Reynolds described how Scala-specific features like Traits can work when Scala is compiled to Java byte code. Scala compiles to .class files and be placed into a JAR just as in Java. Then, Reynolds suggested, use an IDE to open that JAR in a new project. He showed this with NetBeans 6.9. This gave insight into what this looks like “in a pure Java sense.” Although Reynolds called it “under the hood and low level,” I do like to use tactics like this to better understand “the magic.” Reynolds also used Eclipse to see the byte code of this Scala-based JAR.
The Scala compiler (scalac) compiles Scala code into Java bytecode. Another good tip Reynolds provided is to use the scalac -Xprint:typer option to see what is generated. For someone with some Java experience and thinking about using Scala, these kinds of ideas (using the IDE to see Java equivalent or using the -Xprint:typer option with scalac) can help increase the comfort level in first using Scala.
Reynolds showed Scala’s highly flexible case statement and I found it interesting that underscore (_) represents default case. It appears to me that, like Groovy, Scala’s case needs to be carefully used because multiple options could “match” the condition (order does matter!).
Reynolds introduced Scala’s well-known Actors and talked about how they help avoid shared mutable state. Messages are sent asynchronously. Reynolds briefly summarized inversion of control and stated that Scala had a design goal with Actors to enable event programming without inversion of control. This led to his explanation that react does not return. Benefits of Actors include no need to worry about “safe publication” and availability of explicit concurrency. Reynolds stated that even this nice approach to concurrency is not perfect.
I enjoyed Reynolds’s presentation. It was exactly what I was looking for in an initial Scala overview. My only complaint was that this packed room got pretty warm in the afternoon. I normally don’t have a lot of patience for that, but Reynolds’s presentation was good enough to keep me there despite the uncomfortable temperature.

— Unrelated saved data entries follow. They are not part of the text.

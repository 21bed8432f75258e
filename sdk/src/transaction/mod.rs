//! # Transaction Module
//!
//! Construction, canonical hashing, signing and verification of IOST
//! transactions, plus the value types the node reports back about them.
//!
//! ## Architecture
//!
//! ```text
//! action.rs      : Action (one contract call) and its JSON argument encoding
//! amount_limit.rs: AmountLimit (per-token spending cap)
//! builder.rs     : Transaction, TransactionBuilder, canonical bytes and hashes
//! signing.rs     : signer and publisher signatures
//! verification.rs: verify_self, VerifyPolicy, PermissionError
//! types.rs       : TransactionStatus, StatusCode, TxReceipt, TxLookup, ChainInfo
//! ```
//!
//! ## Signing lifecycle
//!
//! 1. **Build**: `Transaction::new()` or [`TransactionBuilder`], then
//!    `add_action`, `add_signer`, `add_amount_limit`.
//! 2. **Sign**: each declared signer calls `add_signature` over the base
//!    hash.
//! 3. **Publish**: the submitting account calls `add_publisher_signature`
//!    over the publish hash.
//! 4. **Verify**: `verify_self` before handing the transaction to a
//!    [`TxClient`](crate::client::TxClient).
//!
//! After submission the node reports `PENDING`, then `PACKED`, then
//! `IRREVERSIBLE`.

pub mod action;
pub mod amount_limit;
pub mod builder;
pub mod signing;
pub mod types;
pub mod verification;

pub use action::{Action, ActionArg, ActionError};
pub use amount_limit::{AmountLimit, AmountLimitError};
pub use builder::{SigningState, Transaction, TransactionBuilder};
pub use types::{ChainInfo, ReceiptEntry, StatusCode, TransactionStatus, TxLookup, TxReceipt};
pub use verification::{PermissionError, VerifyPolicy};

During the question and answer section, an attendee asked if JUnit could be used with Scala. Reynolds confirmed that JUnit can be used with Scala and referenced other Scala-specific testing framework ScalaTest as well. Another attendee asked about tooling for Scala. Reynolds acknowledged that Scala tooling has room for improvement. He stated that Scala is expected to have built-in features added that will help tooling for Scala.
Scala seems to be all the rage at this year’s JavaOne. I appreciated Reynolds acknowledging that Scala might actually have a weakness or two. In Andres Almiray’s presentation yesterday, he made an interesting comment during the question and answer section in which he sort of summarized on-the-fly that Scala may not be as strong as competitors in some areas (such as Groovy in metaprogramming or Clojure in concurrency), but that Scala does many things very well. If one is looking for a “general” language to cover broad needs, that’s the kind of description you’d want.
Scala seems to be one of those things which has enthusiastic evangelists running around telling everyone how great it is without admitting many or significant drawbacks. I’m always leery of such one-sided things: they rarely (read never) are as flawless as advertised. However, I think Scala could be like Ruby was for me: it cannot possibly live up to the uber hype, but it really is nice when you get past the hype and look at it realistically. I try to not let unabated enthusiasm from well-meaning supporters distract me from rather a technology is useful to learn or not. I looked past this with Ruby and liked what I found and I could see the same happening for Scala. One of the types of sessions I like to attend at a conference are those that, within an hour or so, can help me decide if a particular subject is worth further investigation. This session did that for me: I saw enough here to believe that Scala may be worth some time investment.